El azúcar refinado está en el centro de la polémica. Hay quien con criterio amplio señala que, como todo, el problema puede estar en la dosis y quien sin embargo habla de ella como el gran tóxico o el “dulce veneno”. Estamos ante dos polos opuestos difíciles de conciliar.
Todos sabemos que se trata del jugo procedente de la caña o de la remolacha que se refina para obtener la sacarosa, y que por distintos procesos químicos se blanquea y cristaliza. Es el azúcar blanco que conocemos y que “oficialmente” se llama blanquilla. El azúcar moreno es el que, como mínimo tiene un 85 por 100 de sacarosa. Es de color oscuro, se presenta en cristales normalmente más grandes- según la procedencia- y tiene mayor contenido en minerales. El glacé, es una mezcla molida de azúcar blanquilla con almidón de arroz o de maíz con fosfato cálcico. Así queda un polvillo muy parecido a la harina que se utiliza para espolvorear y dar mejor presencia a bizcochos, bollos y cualquier elaboración de repostería.

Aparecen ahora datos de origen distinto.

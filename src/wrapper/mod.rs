// python 包装
pub mod comfy;
pub mod comfyui;
pub mod torch;
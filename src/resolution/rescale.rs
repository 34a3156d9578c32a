//! 缩放系数
//!
//! 前端计算的 rescale_value 优先; 未提供时后端按 1080p 像素数兜底计算。

use log::warn;
use pyo3::pyfunction;
use strum_macros::{Display, EnumString};

/// 16:9 宽高比
const WIDESCREEN_ASPECT: f64 = 16.0 / 9.0;

/// 前端缩放模式, 仅用于日志
#[derive(Debug, Clone, Copy, PartialEq, Eq, EnumString, Display)]
#[strum(serialize_all = "lowercase")]
pub enum RescaleMode {
    /// 手动倍数
    Manual,
    /// 目标 "p" 分辨率
    Resolution,
    /// 目标百万像素
    Megapixels,
}

/// "p" 分辨率对应的 16:9 像素数, 例如 1080 => 1920 * 1080
pub fn pixels_for_resolution(target_p: f64) -> f64 {
    (target_p * WIDESCREEN_ASPECT) * target_p
}

/// 将当前像素数缩放到目标像素数所需的等比系数
///
/// 当前像素为 0 时返回 None
pub fn scale_from_pixels(target_pixels: f64, width: u32, height: u32) -> Option<f64> {
    let current_pixels = width as f64 * height as f64;
    if current_pixels <= 0.0 {
        return None;
    }
    Some((target_pixels / current_pixels).sqrt())
}

/// 缩放到目标 "p" 分辨率的系数
#[pyfunction]
pub fn resolution_scale(target_p: f64, width: u32, height: u32) -> f64 {
    scale_from_pixels(pixels_for_resolution(target_p), width, height).unwrap_or(1.0)
}

/// 缩放到目标百万像素的系数
#[pyfunction]
pub fn megapixels_scale(target_megapixels: f64, width: u32, height: u32) -> f64 {
    scale_from_pixels(target_megapixels * 1_000_000.0, width, height).unwrap_or(1.0)
}

/// 缩放系数策略
#[derive(Debug, Clone, Copy, PartialEq)]
pub struct RescalePolicy {
    target_resolution: u32,
}

impl RescalePolicy {
    pub fn new(target_resolution: u32) -> Self {
        Self { target_resolution }
    }

    /// 计算输出的缩放系数
    ///
    /// 1. rescale_value 存在时原样透传
    /// 2. 否则 sqrt(target_pixels / (width * height))
    /// 3. 宽或高为 0 时返回 1.0
    pub fn rescale_factor(&self, rescale_value: Option<f64>, width: u32, height: u32) -> f64 {
        if let Some(value) = rescale_value {
            return value;
        }

        let target_pixels = pixels_for_resolution(self.target_resolution as f64);
        match scale_from_pixels(target_pixels, width, height) {
            Some(factor) => factor,
            None => {
                warn!("[ResolutionMaster] zero pixel resolution {width}x{height}, rescale factor 1.0");
                1.0
            }
        }
    }
}

#[cfg(test)]
mod tests {
    use super::*;

    #[test]
    fn test_fallback_against_1080p() -> anyhow::Result<()> {
        let policy = RescalePolicy::new(1080);

        let factor = policy.rescale_factor(None, 512, 512);
        let expected = ((1080.0_f64 * (16.0 / 9.0)) * 1080.0 / (512.0 * 512.0)).sqrt();
        assert!((factor - expected).abs() < 1e-9);
        assert!((factor - 2.8125).abs() < 1e-6);

        assert!((policy.rescale_factor(None, 1920, 1080) - 1.0).abs() < 1e-9);
        Ok(())
    }

    #[test]
    fn test_supplied_value_passes_through() -> anyhow::Result<()> {
        let policy = RescalePolicy::new(1080);
        assert_eq!(policy.rescale_factor(Some(1.37), 512, 512), 1.37);
        assert_eq!(policy.rescale_factor(Some(0.5), 0, 0), 0.5);
        Ok(())
    }

    #[test]
    fn test_zero_pixels_fallback() -> anyhow::Result<()> {
        let policy = RescalePolicy::new(1080);
        assert_eq!(policy.rescale_factor(None, 0, 512), 1.0);
        assert_eq!(resolution_scale(720.0, 512, 0), 1.0);
        Ok(())
    }

    #[test]
    fn test_frontend_formulas() -> anyhow::Result<()> {
        assert!((resolution_scale(1080.0, 1920, 1080) - 1.0).abs() < 1e-9);
        assert!((resolution_scale(720.0, 1920, 1080) - 720.0 / 1080.0).abs() < 1e-9);
        assert!((megapixels_scale(1.0, 1000, 1000) - 1.0).abs() < 1e-9);
        assert!((megapixels_scale(4.0, 1000, 1000) - 2.0).abs() < 1e-9);
        Ok(())
    }

    #[test]
    fn test_rescale_mode_parse() -> anyhow::Result<()> {
        assert_eq!("resolution".parse::<RescaleMode>()?, RescaleMode::Resolution);
        assert_eq!("megapixels".parse::<RescaleMode>()?, RescaleMode::Megapixels);
        assert_eq!(RescaleMode::Manual.to_string(), "manual");
        assert!("unknown".parse::<RescaleMode>().is_err());
        Ok(())
    }
}
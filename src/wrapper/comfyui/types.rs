//! 类型定义
//! 相关节点定义: ComfyUI/comfy/comfy_types/node_typing.py

pub const NODE_INT: &str = "INT";
pub const NODE_FLOAT: &str = "FLOAT";
pub const NODE_STRING: &str = "STRING";
pub const NODE_BOOLEAN: &str = "BOOLEAN";
pub const NODE_IMAGE: &str = "IMAGE";
pub const NODE_LATENT: &str = "LATENT";

/// 隐藏输入: 节点在工作流中的唯一 id
pub const HIDDEN_UNIQUE_ID: &str = "UNIQUE_ID";
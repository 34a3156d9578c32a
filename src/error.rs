//! 错误处理

#[allow(unused)]
#[derive(Debug, thiserror::Error)]
pub enum Error {
    // 标准库错误处理
    #[error("io error, {0}")]
    Io(std::io::Error),
    #[error("system time error, {0}")]
    SystemTimeError(#[from] std::time::SystemTimeError),
    // std::sync::poison::rwlock
    #[error("lock error, {0}")]
    LockError(String),

    #[error("serde json error, {0}")]
    SerdeJsonError(#[from] serde_json::Error),

    #[error("py error, {0}")]
    PyErr(#[from] pyo3::PyErr),
    #[error("pythonize error, {0}")]
    PythonizeError(#[from] pythonize::PythonizeError),
    #[error("py downcast error, {0}")]
    PyDowncastError(String),

    #[error("tensor error, {0}")]
    TensorErr(#[from] candle_core::Error),
    #[error("invalid tensor shape, {0}")]
    InvalidTensorShape(String),

    #[error("invalid parameter, {0}")]
    InvalidParameter(String),
}

impl From<std::io::Error> for Error {
    fn from(e: std::io::Error) -> Self {
        Error::Io(e)
    }
}

impl From<Error> for pyo3::PyErr {
    fn from(e: Error) -> Self {
        match e {
            Error::PyErr(e) => e,
            e => pyo3::PyErr::new::<pyo3::exceptions::PyRuntimeError, _>(e.to_string()),
        }
    }
}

También tenemos asumido que el azúcar engorda, entre otras cosas porque nos proporciona 4 calorías por gramo, que se asimilan rápidamente y que no nos aporta ninguna otra ventaja. Es decir, no tiene nutrientes.
Para dar una idea: cinco caramelos aportan las mismas calorías que una tortilla francesa de dos huevos o que tres piezas de fruta. (Alrededor de 200). Pero los caramelos no aportan más que las calorías. La tortilla y las frutas nos dan proteínas, minerales y vitaminas. Cien gramos de azúcar son 400 calorías “vacías” sobre todo, si se trata de azúcar blanquilla.
Bien es verdad que posee un cierto efecto saciante y para algunas personas resulta antidepresiva.
Sin embargo, en la actual polémica se destacan otros graves inconvenientes del azúcar refinado. Por ejemplo, que para metabolizarse necesita calcio y por tanto puede desmineralizar el hueso; además, exige vitamina B que la secuestra del organismo. Sus enemigos señalan por otra parte, que la ingestión de azúcar obliga a un aporte extra de insulina y un trabajo extra del páncreas. Si el consumo es frecuente, reclama demasiada actividad al páncreas que acaba por “cansarse” con el riesgo de llegar a la ineficacia y de que aparezca resistencia a la insulina. Y ese es el camino para la diabetes tipo 2.
Otros autores hablan de ella como una “droga” que puede ser adictiva y hay quien señala que es además, tóxica por el daño que hace al hígado.
Sin embargo otros especialistas argumentan que no se trata de adicción sino que es una preferencia por los gustos adquiridos en la infancia (la leche materna es ligeramente dulce).
Y claro otro de los argumentos que se esgrimen es que el consumo de azúcar refinado es una de las razones del aumento de la epidemia de obesidad que padecen los países occidentales.
Sin embargo, ante las voces alarmistas parece imponerse el criterio más ecuánime de que todo depende de la dosis y que un consumo moderado de azúcar no contribuye tanto a la obesidad como podrían hacerlo las grasas. (No olvidemos que un gramo de grasa nos proporciona 9 calorías y uno de azúcar, 4). Y que la obesidad tiene un origen multifactorial y depende entre otras cosas de TODA una dieta y no solo de la mínima proporción de azúcar que se pueda ingerir.
En definitiva: sin abusos, un consumo moderado y espaciado de azúcar no parece tener una incidencia seria en la salud.